Coupled lines are considered a common technique used to design wideband [Reference Li, Xu and Zhang16Reference Xu, Zhang, Liu and Nie19] and multiband bandpass filters [Reference Kumar and Kumar20Reference Zobeyri and Eskandari27]. They consist of two or more parallel transmission lines that interact electromagnetically, causing the wave to transfer between them. This coupling effect can be exploited to create resonant structures that exhibit dual-band filtering characteristics. This can be obtained by carefully designing the dimensions and spacing of the CLs, it is possible to achieve the desired passband frequencies and selectivity. Coupled lines offer several advantages for dual-band bandpass filters in terms of wideband, low loss, size compactness, and flexible designs. In reference [Reference Kumar and Kumar20], three transmission lines are coupled to achieve a dual-band filtering response. Coupled lines are also merged with other techniques to improve the filter performance. These include CL along with shorted stubs [Reference Li and Xu21], loading CLs with stepped impedance open stubs [Reference Alazemi22], the use of two pairs of parallel CLs and two symmetrical step-impedance open-circuited stub [Reference Mushtaq and Khalid23], the use of series SIRs, parallel open stubs and shunt cascaded CL [Reference Shankar, Kumar and Velidi24], loading CLs with tri-stepped impedance stubs (SISs) [Reference Alazemi25], and coupled SIRs [Reference Li, Wang, Liu, Chen and Yang26, Reference Zobeyri and Eskandari27]. Dual-band filters realized using signal interference technique has advantages of compact size, wide fractional bandwidth, and multiple transmission zeros, etc. Hairpin-line resonators and slot-coupled resonators are employed in reference [Reference Chang, Sheng, Cui and Lu28] to develop a multilayer dual-band bandpass filter. A parallel combination of an H-shaped structure using a transmission line with open-circuited stubs and a short-circuited CL are utilized in reference [Reference Arora, Madan, Bhattacharjee, Nayak, Kumar and Thipparaju29] to realize a dual-band bandpass filter with wider passband bandwidths. In reference [Reference Kumar, Velidi, Althuwayb and Rao30], a flexible dual-band bandpass filter using CLs, SISs, and a transversal filtering section is reported.
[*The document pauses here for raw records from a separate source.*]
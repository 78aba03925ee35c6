//! Client-side request helpers.
//!
//! Each helper fills in one request block, runs it through a [`Device`], and
//! returns the transferred element count. Buffers are bus addresses the
//! caller has already mapped.

use crate::bus::Platform;
use crate::driver::{Device, SvcMemDriver};
use crate::request::{Command, IoBuffer, IoInfo};
use crate::{Address, DriverError, Unit, Width};

/// Lets a client place a single word into memory before writing it out.
pub trait Staging {
    /// Stores `value` at `addr`.
    ///
    /// # Errors
    ///
    /// Returns [`DriverError::Aborted`] when the store faults.
    fn stage_u32(&mut self, addr: Address, value: u32) -> Result<(), DriverError>;
}

impl<P: Platform> Staging for SvcMemDriver<P> {
    fn stage_u32(&mut self, addr: Address, value: u32) -> Result<(), DriverError> {
        self.platform_mut()
            .write32(addr, value)
            .map_err(|_| DriverError::Aborted)
    }
}

/// Request builder bound to one device.
#[derive(Debug)]
pub struct MemClient<D> {
    device: D,
}

macro_rules! unit_shorthands {
    ($($(#[$doc:meta])* $name:ident => $inner:ident($unit:expr);)*) => {
        $(
            $(#[$doc])*
            ///
            /// # Errors
            ///
            /// Returns the request's error.
            pub fn $name(
                &mut self,
                offset: i32,
                buffer: Address,
                len: i32,
            ) -> Result<i32, DriverError> {
                self.$inner($unit, offset, buffer, len)
            }
        )*
    };
}

impl<D: Device> MemClient<D> {
    /// Wraps `device`.
    pub const fn new(device: D) -> Self {
        Self { device }
    }

    /// The wrapped device.
    pub const fn device(&self) -> &D {
        &self.device
    }

    /// Exclusive access to the wrapped device.
    pub fn device_mut(&mut self) -> &mut D {
        &mut self.device
    }

    /// Releases the wrapped device.
    pub fn into_inner(self) -> D {
        self.device
    }

    fn submit(&mut self, info: IoInfo) -> Result<i32, DriverError> {
        self.device.do_io(info).result()
    }

    fn read_unit(
        &mut self,
        width: Width,
        unit: Unit,
        offset: i32,
        dst: Address,
        len: i32,
    ) -> Result<i32, DriverError> {
        self.submit(
            IoInfo::new(Command::Read, unit)
                .with_width(width)
                .with_offset(offset)
                .with_recv(IoBuffer::new(dst, len)),
        )
    }

    fn write_unit(
        &mut self,
        width: Width,
        unit: Unit,
        offset: i32,
        src: Address,
        len: i32,
    ) -> Result<i32, DriverError> {
        self.submit(
            IoInfo::new(Command::Write, unit)
                .with_width(width)
                .with_offset(offset)
                .with_send(IoBuffer::new(src, len)),
        )
    }

    fn read_between(
        &mut self,
        width: Width,
        src: Address,
        offset: i32,
        dst: Address,
        len: i32,
    ) -> Result<i32, DriverError> {
        self.submit(
            IoInfo::new(Command::Read, Unit::NoUnit)
                .with_width(width)
                .with_offset(offset)
                .with_send(IoBuffer::new(src, 0))
                .with_recv(IoBuffer::new(dst, len)),
        )
    }

    fn write_between(
        &mut self,
        width: Width,
        src: Address,
        len: i32,
        dst: Address,
        offset: i32,
    ) -> Result<i32, DriverError> {
        self.submit(
            IoInfo::new(Command::Write, Unit::NoUnit)
                .with_width(width)
                .with_offset(offset)
                .with_send(IoBuffer::new(src, len))
                .with_recv(IoBuffer::new(dst, 0)),
        )
    }

    /// Reads `len` bytes from `unit` starting at byte `offset` into `dst`.
    ///
    /// # Errors
    ///
    /// Returns the request's error.
    pub fn read_u8_unit(
        &mut self,
        unit: Unit,
        offset: i32,
        dst: Address,
        len: i32,
    ) -> Result<i32, DriverError> {
        self.read_unit(Width::Byte, unit, offset, dst, len)
    }

    /// Reads `len` words from `unit` starting at word `offset` into `dst`.
    ///
    /// # Errors
    ///
    /// Returns the request's error.
    pub fn read_u32_unit(
        &mut self,
        unit: Unit,
        offset: i32,
        dst: Address,
        len: i32,
    ) -> Result<i32, DriverError> {
        self.read_unit(Width::Word, unit, offset, dst, len)
    }

    /// Writes `len` bytes from `src` into `unit` starting at byte `offset`.
    ///
    /// # Errors
    ///
    /// Returns the request's error.
    pub fn write_u8_unit(
        &mut self,
        unit: Unit,
        offset: i32,
        src: Address,
        len: i32,
    ) -> Result<i32, DriverError> {
        self.write_unit(Width::Byte, unit, offset, src, len)
    }

    /// Writes `len` words from `src` into `unit` starting at word `offset`.
    ///
    /// # Errors
    ///
    /// Returns the request's error.
    pub fn write_u32_unit(
        &mut self,
        unit: Unit,
        offset: i32,
        src: Address,
        len: i32,
    ) -> Result<i32, DriverError> {
        self.write_unit(Width::Word, unit, offset, src, len)
    }

    /// Copies `len` bytes from `src + offset` to `dst`.
    ///
    /// # Errors
    ///
    /// Returns the request's error.
    pub fn read_u8(
        &mut self,
        src: Address,
        offset: i32,
        dst: Address,
        len: i32,
    ) -> Result<i32, DriverError> {
        self.read_between(Width::Byte, src, offset, dst, len)
    }

    /// Copies `len` words from `src + 4 * offset` to `dst`.
    ///
    /// # Errors
    ///
    /// Returns the request's error.
    pub fn read_u32(
        &mut self,
        src: Address,
        offset: i32,
        dst: Address,
        len: i32,
    ) -> Result<i32, DriverError> {
        self.read_between(Width::Word, src, offset, dst, len)
    }

    /// Copies `len` bytes from `src` to `dst + offset`.
    ///
    /// # Errors
    ///
    /// Returns the request's error.
    pub fn write_u8(
        &mut self,
        src: Address,
        len: i32,
        dst: Address,
        offset: i32,
    ) -> Result<i32, DriverError> {
        self.write_between(Width::Byte, src, len, dst, offset)
    }

    /// Copies `len` words from `src` to `dst + 4 * offset`.
    ///
    /// # Errors
    ///
    /// Returns the request's error.
    pub fn write_u32(
        &mut self,
        src: Address,
        len: i32,
        dst: Address,
        offset: i32,
    ) -> Result<i32, DriverError> {
        self.write_between(Width::Word, src, len, dst, offset)
    }

    unit_shorthands! {
        /// Byte read from general RAM.
        read_u8_ram => read_u8_unit(Unit::Ram);
        /// Word read from general RAM.
        read_u32_ram => read_u32_unit(Unit::Ram);
        /// Byte read from video RAM.
        read_u8_video_ram => read_u8_unit(Unit::VideoRam);
        /// Word read from video RAM.
        read_u32_video_ram => read_u32_unit(Unit::VideoRam);
        /// Byte read from ROM bank 1.
        read_u8_rom1 => read_u8_unit(Unit::RomBank1);
        /// Word read from ROM bank 1.
        read_u32_rom1 => read_u32_unit(Unit::RomBank1);
        /// Byte read from ROM bank 2.
        read_u8_rom2 => read_u8_unit(Unit::RomBank2);
        /// Word read from ROM bank 2.
        read_u32_rom2 => read_u32_unit(Unit::RomBank2);
        /// Byte read from configuration RAM.
        read_u8_config_ram => read_u8_unit(Unit::ConfigRam);
        /// Word read from controller block A.
        read_u32_controller_a => read_u32_unit(Unit::ControllerA);
        /// Word read from controller block B.
        read_u32_controller_b => read_u32_unit(Unit::ControllerB);
        /// Word read from controller block C.
        read_u32_controller_c => read_u32_unit(Unit::ControllerC);
        /// Byte write to general RAM.
        write_u8_ram => write_u8_unit(Unit::Ram);
        /// Word write to general RAM.
        write_u32_ram => write_u32_unit(Unit::Ram);
        /// Byte write to video RAM.
        write_u8_video_ram => write_u8_unit(Unit::VideoRam);
        /// Word write to video RAM.
        write_u32_video_ram => write_u32_unit(Unit::VideoRam);
        /// Byte write to configuration RAM.
        write_u8_config_ram => write_u8_unit(Unit::ConfigRam);
        /// Word write to controller block A.
        write_u32_controller_a => write_u32_unit(Unit::ControllerA);
        /// Word write to controller block B.
        write_u32_controller_b => write_u32_unit(Unit::ControllerB);
        /// Word write to controller block C.
        write_u32_controller_c => write_u32_unit(Unit::ControllerC);
    }
}

impl<D: Device + Staging> MemClient<D> {
    /// Writes the single word `value` to `dst + 4 * offset`, staging it at
    /// `scratch` first.
    ///
    /// # Errors
    ///
    /// Returns [`DriverError::Aborted`] when staging faults, else the
    /// request's error.
    pub fn write1_u32(
        &mut self,
        value: u32,
        scratch: Address,
        dst: Address,
        offset: i32,
    ) -> Result<i32, DriverError> {
        self.device.stage_u32(scratch, value)?;
        self.write_u32(scratch, 1, dst, offset)
    }
}
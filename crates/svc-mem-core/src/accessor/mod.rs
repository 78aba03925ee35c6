//! Element copy loops between caller buffers and physical regions.

/// Plain copy loop for regions that never abort.
pub mod raw;
/// Abort-tolerant read loop for probe-style regions.
pub mod resilient;

pub use raw::copy;
pub use resilient::{copy_resilient, ResilientCopy};

use crate::{Address, Direction, Width};

/// A validated element transfer.
///
/// For reads, `offset` elements are skipped at the source; for writes, at the
/// destination. The other side always starts at element zero.
#[derive(Debug, Clone, Copy, PartialEq, Eq, Hash)]
pub struct Transfer {
    /// Transfer direction.
    pub direction: Direction,
    /// Source base address.
    pub src: Address,
    /// Destination base address.
    pub dst: Address,
    /// Element offset applied to the region side.
    pub offset: u32,
    /// Number of elements to move.
    pub count: u32,
    /// Element width.
    pub width: Width,
}

impl Transfer {
    /// Source and destination addresses of element `index`.
    ///
    /// Validation guarantees the addresses fit on the bus, so the arithmetic
    /// wraps instead of checking.
    #[must_use]
    pub const fn element(&self, index: u32) -> (Address, Address) {
        let elem = self.width.bytes();
        let (src_index, dst_index) = match self.direction {
            Direction::Read => (self.offset.wrapping_add(index), index),
            Direction::Write => (index, self.offset.wrapping_add(index)),
        };
        (
            self.src.wrapping_add(src_index.wrapping_mul(elem)),
            self.dst.wrapping_add(dst_index.wrapping_mul(elem)),
        )
    }
}

#[cfg(test)]
mod tests {
    use super::Transfer;
    use crate::{Address, Direction, Width};

    #[test]
    fn read_offset_applies_to_source() {
        let transfer = Transfer {
            direction: Direction::Read,
            src: Address(0x1000),
            dst: Address(0x2000),
            offset: 4,
            count: 8,
            width: Width::Word,
        };
        assert_eq!(transfer.element(0), (Address(0x1010), Address(0x2000)));
        assert_eq!(transfer.element(2), (Address(0x1018), Address(0x2008)));
    }

    #[test]
    fn write_offset_applies_to_destination() {
        let transfer = Transfer {
            direction: Direction::Write,
            src: Address(0x1000),
            dst: Address(0x2000),
            offset: 3,
            count: 2,
            width: Width::Byte,
        };
        assert_eq!(transfer.element(0), (Address(0x1000), Address(0x2003)));
        assert_eq!(transfer.element(1), (Address(0x1001), Address(0x2004)));
    }
}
This article presents a dual-wideband bandpass filter and the novelty of the proposed work is the realization of a dual-band bandpass filter with closely spaced passbands, wide passband bandwidth, high rejection between the passbands, using a novel combination of open stub tapped series CLs and shunt transmission line loaded with end connected CLs. The transmission line loaded with an end-connected CL produces three transmission zeros. These zeros combine with the wide passband response of the series CLs to form dual passbands with low return loss. An open stub is center-tapped to the above filter configuration to improve the return loss in the passbands and at the same time roll-off rate. The advantages of the presented filter configuration are

  • - The two passbands have 3-dB fractional bandwidths of 40.6% and 24.13%.

  • - High isolation (rejection better than 55 dB) between the passbands.

  • - The passbands are closely placed with a center frequency ratio of 1.74. The 10 dB inter stopband bandwidth is 0.36 GHz.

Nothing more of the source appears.